Impactos da pandemia

Catarina lembra ainda de um outro dado trazido pelo censo escolar que, em meio à pandemia do novo coronavírus, contribuiu para escancarar as desigualdades educacionais no país, que foi a questão da disponibilidade de recursos tecnológicos nas escolas, como acesso à internet, por exemplo. Nas redes estaduais, que concentram mais de 80% das matrículas no ensino médio, por exemplo, 27,1% das escolas não possuem acesso à internet para ensino e aprendizagem, e 20,7% não possuem computadores de mesa disponíveis para os alunos. No ensino fundamental, concentrado principalmente nas redes municipais, responsáveis por 68% das matrículas nessa etapa, o cenário é pior: apenas 33,7% das escolas municipais possuem internet para ensino e aprendizagem, e 38,3% possui computadores de mesa para os alunos. “Isso significa que os estudantes continuam sem ter acesso aos equipamentos que em 2020 teriam sido essenciais para o ensino remoto. E mais que isso, os nossos estudantes e os nossos professores não estão habituados a utilizar esses equipamentos no processo de ensino e aprendizagem”, pontua a dirigente da Campanha Nacional pelo Direito à Educação.
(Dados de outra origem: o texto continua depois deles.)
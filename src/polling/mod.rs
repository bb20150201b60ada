mod poll;
mod poll_action;
mod poller;
#[cfg(test)]
pub(crate) mod test_helpers;

pub use poll::{Poll, PollResult, NoTradeReason};
pub use poll_action::PollAction;
pub use poller::Poller;

use std::sync::Arc;
use chrono::Duration;
use tokio::sync::mpsc;
use tokio::task::JoinHandle;
use tokio::time::{self, Instant, MissedTickBehavior};

const DEFAULT_POLL_INTERVAL_MINUTES: i64 = 30;

/// Options for polling.
#[derive(Debug, Clone, Copy)]
pub struct PollOptions {
    /// Interval to poll at. Default is 30 minutes.
    pub poll_interval: Duration,
    /// Whether to poll as soon as polling starts. By default the first poll happens one
    /// interval after polling starts.
    pub poll_immediately: bool,
}

impl Default for PollOptions {
    fn default() -> Self {
        Self {
            poll_interval: Duration::minutes(DEFAULT_POLL_INTERVAL_MINUTES),
            poll_immediately: false,
        }
    }
}

impl PollOptions {
    /// The poll interval as a [`std::time::Duration`]. Zero or negative intervals fall back to
    /// the default.
    fn poll_interval(&self) -> std::time::Duration {
        match self.poll_interval.to_std() {
            Ok(interval) if !interval.is_zero() => interval,
            _ => {
                log::warn!("Invalid poll interval {}, using the default", self.poll_interval);
                std::time::Duration::from_secs(DEFAULT_POLL_INTERVAL_MINUTES as u64 * 60)
            },
        }
    }
}

/// The channels and task handle for a running poller.
#[derive(Debug)]
pub struct PollingMpsc {
    /// Allows sending actions into the poller.
    pub sender: mpsc::Sender<PollAction>,
    /// Receives the result of every poll. Dropping it stops polling.
    pub receiver: mpsc::Receiver<PollResult>,
    /// The polling task.
    pub handle: JoinHandle<()>,
}

/// Starts polling. Permission to show notifications is requested once before the first poll
/// if it has not been requested yet.
///
/// Each poll runs in its own task and the timer does not wait for the previous poll to
/// complete, so a slow poll may overlap with the next one.
pub fn create_poller(
    poller: Poller,
    options: PollOptions,
) -> PollingMpsc {
    // Allows sending a message into the poller.
    let (
        tx,
        mut rx,
    ) = mpsc::channel::<PollAction>(10);
    // Allows broadcasting polls outside of the poller.
    let (
        polling_tx,
        polling_rx,
    ) = mpsc::channel::<PollResult>(10);
    let poller = Arc::new(poller);
    let handle = tokio::spawn(async move {
        poller.request_permission().await;

        let poll_interval = options.poll_interval();
        let start = if options.poll_immediately {
            Instant::now()
        } else {
            Instant::now() + poll_interval
        };
        let mut interval = time::interval_at(start, poll_interval);
        // To prevent spam.
        let mut last_manual_poll: Option<Instant> = None;
        let mut actions_open = true;

        // Avoids a burst of polls after the system wakes from sleep.
        interval.set_missed_tick_behavior(MissedTickBehavior::Delay);

        loop {
            tokio::select! {
                _ = interval.tick() => {
                    spawn_poll(&poller, &polling_tx);
                },
                message = rx.recv(), if actions_open => match message {
                    Some(PollAction::DoPoll) => {
                        let now = Instant::now();
                        // Last called within the last half a second.
                        let called_too_recently = last_manual_poll
                            .map(|last_poll| now - last_poll < std::time::Duration::from_millis(500))
                            .unwrap_or(false);

                        if called_too_recently {
                            log::debug!("Ignoring poll requested too recently");
                            continue;
                        }

                        last_manual_poll = Some(now);
                        spawn_poll(&poller, &polling_tx);
                    },
                    Some(PollAction::StopPolling) => break,
                    // All senders were dropped; keep polling on the timer.
                    None => actions_open = false,
                },
                // They closed the connection.
                _ = polling_tx.closed() => break,
            }
        }

        log::debug!("Polling stopped");
    });

    PollingMpsc {
        sender: tx,
        receiver: polling_rx,
        handle,
    }
}

fn spawn_poll(
    poller: &Arc<Poller>,
    polling_tx: &mpsc::Sender<PollResult>,
) {
    let poller = Arc::clone(poller);
    let polling_tx = polling_tx.clone();

    tokio::spawn(async move {
        let poll = poller.do_poll().await;

        if let Err(error) = &poll {
            log::error!("Poll failed: {error}");
        }

        // The receiver may have been dropped while polling.
        let _ = polling_tx.send(poll).await;
    });
}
Monica Ribeiro se diz preocupada com o impacto da pandemia sobre os indicadores educacionais brasileiros. “A gente já tem dados preliminares coletados por outros institutos de pesquisa mostrando que o percentual de acesso às aulas remotas foi pequeno. Com certeza houve uma maior desistência no ano de 2020, sobretudo, das populações periféricas, mais pobres, de regiões que não têm acesso à internet. Nós vamos precisar verificar se houve uma rematrícula dessas pessoas em 2021, se elas voltaram para a escola ou não”, assinala a professora da UFPR, que acrescenta ainda que, para além do que os números do próximo censo escolar devem mostrar, há também a preocupação com a qualidade do ensino que foi oferecido no contexto das aulas remotas. “Aqui no Paraná, por exemplo, houve a manutenção da oferta de forma remota, mas a gente sabe que houve aprovação em massa, que não houve qualidade para aquilo que se esperaria, especialmente no ensino médio, de quem está concluindo a educação básica. Lamentavelmente, houve um prejuízo, principalmente para quem está na escola pública”, lamenta.